É olho lá, no frio, a neve
que também cai
na língua é quente…
Sempre cansa
é ontem é tarde
cansa os pés
os olhos
as mãos
sempre já foi
voou era ontem
é tarde o sempre
como sopa fria
é amanhã
também?
Talvez.
Sim, os dedos. Nada como eles
para saborear a cor, ver a brisa
ouvir o som do arco íris.
Eles e a demência, são o brinde ao nada,
ao ninguém, na pele do bolo.
No crepúsculo da memória canta
o repouso do parir-me outra mulher.
A voz obdurada num corpo obducto olha a sombra
da neve no céu da língua; não consegue sentir
o sabor do arco íris nem ouve o fumo nem vê de que sons
é feito o brinde na pele do bolo. Suficiências não-vertidas no eco.
Por muito que se conheça, deixa que haver que conhecer?
Somos o que somos depois de sairmos do oleiro do destino
talvez enfraquecidos pela têmpera dos antepassados
que procuraram, encontraram e deixaram o que procuramos,
vamos encontrando e deixando; rendilhando o mesmo
e nem sempre tornando mais rico, o conhecimento que foi
o princípio! e nós imitamos — mais nada!
Sobes degraus, o patamar espera-te,
olhas em redor dum alto de lanço de escada
julgando-te maior na capacidade de observação
recolhes a vida semeada como areias na mão
apartadas entre dedos de altruísmo egoísta.
Olhas as asas e a capacidade de voo, os altos
e baixos dos critérios em adaptação.
Os outros não são sede na tua boca
nem semente do teu pão, apenas… nada?!
Quando meus dedos tocam a chamar à procura —
chamar a procurar, a árvore escondida de ramos
abertos ao mundo — para-além-das-horas-vazias,
ficas-te obsoleto a elevar a voz, que de tão alta
deixa de ser ouvida!
A nave os dedos, essa forma de linguagem ciclica
que voa entre o vaso de barro e o tempo com marteladas
pungentes nas paisagens de linho, a força das estrelas
em noites de lua cheia, o uivo do lobo marcando
um território limitado por cheiros, uma pomba
escura contrastando com a cal das paredes e o bico
do colibri. Nesse cosmo de «eterno retorno»,
os ecos pintam as marés. A viagem dentro do conhecido.
Para além da visão dos astros vive outro conhecimento
que não começa em Eros nem termina em Thanatos.

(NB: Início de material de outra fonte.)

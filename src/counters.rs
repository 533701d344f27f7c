/// Consecutive failures of one class, escalating once the count passes `threshold`.
#[derive(Debug, Clone, Copy, PartialEq, Eq)]
pub struct FailureCounter {
    count: u32,
    threshold: u32,
}

impl FailureCounter {
    pub const fn new(threshold: u32) -> Self {
        Self {
            count: 0,
            threshold,
        }
    }

    /// Record one failure. Returns `true` once the count exceeds the threshold,
    /// i.e. on the `threshold + 1`th consecutive failure and after.
    pub fn fail(&mut self) -> bool {
        self.count = self.count.saturating_add(1);
        self.exceeded()
    }

    pub fn reset(&mut self) {
        self.count = 0;
    }

    pub fn exceeded(&self) -> bool {
        self.count > self.threshold
    }

    pub fn count(&self) -> u32 {
        self.count
    }

    pub fn threshold(&self) -> u32 {
        self.threshold
    }
}

/// One counter per failure class; never shared between classes.
#[derive(Debug, Clone, Copy, PartialEq, Eq)]
pub struct FailureCounters {
    pub connect: FailureCounter,
    pub write_timeout: FailureCounter,
    pub read_timeout: FailureCounter,
    pub checksum: FailureCounter,
}

impl FailureCounters {
    pub const fn new(threshold: u32) -> Self {
        Self {
            connect: FailureCounter::new(threshold),
            write_timeout: FailureCounter::new(threshold),
            read_timeout: FailureCounter::new(threshold),
            checksum: FailureCounter::new(threshold),
        }
    }

    pub fn reset_all(&mut self) {
        self.connect.reset();
        self.write_timeout.reset();
        self.read_timeout.reset();
        self.checksum.reset();
    }
}

impl std::fmt::Display for FailureCounters {
    fn fmt(&self, f: &mut std::fmt::Formatter<'_>) -> std::fmt::Result {
        write!(
            f,
            "connect={} write_timeout={} read_timeout={} checksum={}",
            self.connect.count(),
            self.write_timeout.count(),
            self.read_timeout.count(),
            self.checksum.count()
        )
    }
}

Os dedos, essa forma de linguagem ciclica
que voa do vaso de barro para a alvura das folhas.
Nesse universo de «eterno retorno», os ecos
pintam mares circum-navegados — estrelas
em noites de lua cheia, a migração das aves,
o desabrochar da flor, o caiar das paredes do poema.
Será que não há mais nada para desta moderna
expressão da voz de todos os silêncios
que se formam dentro da massa cinza
desconhecida como o cosmos
ou as profundezas oceânicas?
As pequenas coisas regadas com o orvalho do coração
aberto todas as manhãs à frescura dos prazeres
partilhados. A revelação do amor no seu mistério
próprio. A amizade, o próprio fluxo e refluxo do Ser.
A porta aberta à estrada permite a escolha.
Que voz sopra aos versos as rugas do tronco,
o rafego das folhas, as linhas da frase, o mapa
astral dos mares circum-navegados?
Fio d’Água[1]
Helena Kolody
E eu a raiz que se alimenta
no mesmo fio escondido
na mata silenciosa por excelência.
NADA
Ainda que tudo gele no corpo
e meu sopro se aproxime
do gelo que tudo gela
manterei aquecidas as mãos
num esforço de desenhar com os dedos
a recordação da vida.
Ainda que o esquecimento seja norma
das portas por onde passei
na vulgaridade do efémero
manterei acesa a candeia
do fundo da minha sombra.
Ainda que seja apenas — nada!
AGORA
A hora é agora dentro do tempo
todo o sol difuso que cai nas mãos
e o não, os não do sim, o sim
na transparência da impotência
o espelho, o vidro, a cara. Que carga
vista e alcançada no agora da hora.
Apenas um sorriso longínquo
apenas um vidro passageiro
um pensamento um pouco altaneio?…
A hora foi-se junto ao agora
que não restou no espaço
entre palavra e letras
entrelinhas e virgulas
da hora que se não contempla
no agora.
às mães da miséria prenhes pelo egoísmo
e aos filhos da fome que bebem da guerra
o leite das balas no cio económico.
àqueles gerados das cápsulas das papoilas
qual rio que corre para o mar do vício
fecundados à margem da humanidade.
O tempo infinito era vestido de sombra.
Entre um baile e outro nada encantava
a sombra que era o tempo sem aurora
dormindo no infinito o tempo era nada.
Um trovão de vontade acordou a aurora
e o tempo enamorou-se da sua beleza
com ela casou e deu-lhe dois filhos
a um chamou noite e ao outro dia.
À menina vestiu-a com um manto de estrelas,
deu ao menino um arco-íris por véu a vesti-lo
e ajeitou forma de lhes dar pretendentes.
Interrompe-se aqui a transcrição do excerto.